A few Fridays ago during homebase meetings, I told students I love ECS because it’s a place that values curiosity and strategic risk-taking. I told them some of my dearest friendships have been borne out of my collegial relationships. I also shared that most of all, my love for ECS stems from the opportunity it provides me to learn with hosts of talented young people like them. 

It’s been a long time since our school community gathered together in any traditional sense of the word and what a privilege it’s been to welcome your children back to school this fall. I think we all expected there to be challenges. I also have to admit a part of me thought everyone would simply be happy to be back in the building! A bit naïve? Perhaps. After all, students have had disparate access to social interactions with peers, different routines and structures at home, different learning experiences, some are new to ECS, and so on. And on top of that, at minimum, we’re all grieving the loss of something, and I will not forget that some students and families are grieving the loss of someone dear. 

I say all of this to situate us - you and me - in a historical place and time. What students and staff are being asked to do right now is unlike anything they have ever been asked to do before! As a community, we must lead with empathy and love and extend grace. We’ll need to come together to rebuild and spread kindness when and where we can. Ms. Micco and I, along with the rest of the ECS Staff, are committed to our Middle School community, and we are so grateful for you.  
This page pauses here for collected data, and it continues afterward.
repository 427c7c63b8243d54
#![macro_use]
#![allow(unused_macros)]

#[cfg(all(feature = "defmt", feature = "log"))]
compile_error!("You may not enable both `defmt` and `log` features.");

macro_rules! trace {
    ($s:literal $(, $x:expr)* $(,)?) => {
        {
            #[cfg(feature = "log")]
            ::log::trace!($s $(, $x)*);
            #[cfg(feature = "defmt")]
            ::defmt::trace!($s $(, $x)*);
            #[cfg(not(any(feature = "log", feature="defmt")))]
            let _ = ($( & $x ),*);
        }
    };
}

macro_rules! debug {
    ($s:literal $(, $x:expr)* $(,)?) => {
        {
            #[cfg(feature = "log")]
            ::log::debug!($s $(, $x)*);
            #[cfg(feature = "defmt")]
            ::defmt::debug!($s $(, $x)*);
            #[cfg(not(any(feature = "log", feature="defmt")))]
            let _ = ($( & $x ),*);
        }
    };
}

macro_rules! info {
    ($s:literal $(, $x:expr)* $(,)?) => {
        {
            #[cfg(feature = "log")]
            ::log::info!($s $(, $x)*);
            #[cfg(feature = "defmt")]
            ::defmt::info!($s $(, $x)*);
            #[cfg(not(any(feature = "log", feature="defmt")))]
            let _ = ($( & $x ),*);
        }
    };
}

macro_rules! warn {
    ($s:literal $(, $x:expr)* $(,)?) => {
        {
            #[cfg(feature = "log")]
            ::log::warn!($s $(, $x)*);
            #[cfg(feature = "defmt")]
            ::defmt::warn!($s $(, $x)*);
            #[cfg(not(any(feature = "log", feature="defmt")))]
            let _ = ($( & $x ),*);
        }
    };
}

macro_rules! error {
    ($s:literal $(, $x:expr)* $(,)?) => {
        {
            #[cfg(feature = "log")]
            ::log::error!($s $(, $x)*);
            #[cfg(feature = "defmt")]
            ::defmt::error!($s $(, $x)*);
            #[cfg(not(any(feature = "log", feature="defmt")))]
            let _ = ($( & $x ),*);
        }
    };
}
Below is information about how you can continue to support your student(s) and our community overall.

  • Practice productive conflict resolution. Building up our conflict resolution tool belts ahead of time can help us make better decisions in the moment. To help at school, we can facilitate peer mediations and even role play a conversation with a classmate before it takes place. An important question for students to consider is, “who is/are your trusted adults at school?” Our goal is for every student to be able to confidently answer this question. If they can’t, let us know! We have work to do. 

  • Explore friendship. Middle school is a critical time developmentally. More and more, they are turning to friends for validation and support. Discussing how to be a good friend and how to choose one can go a long way. 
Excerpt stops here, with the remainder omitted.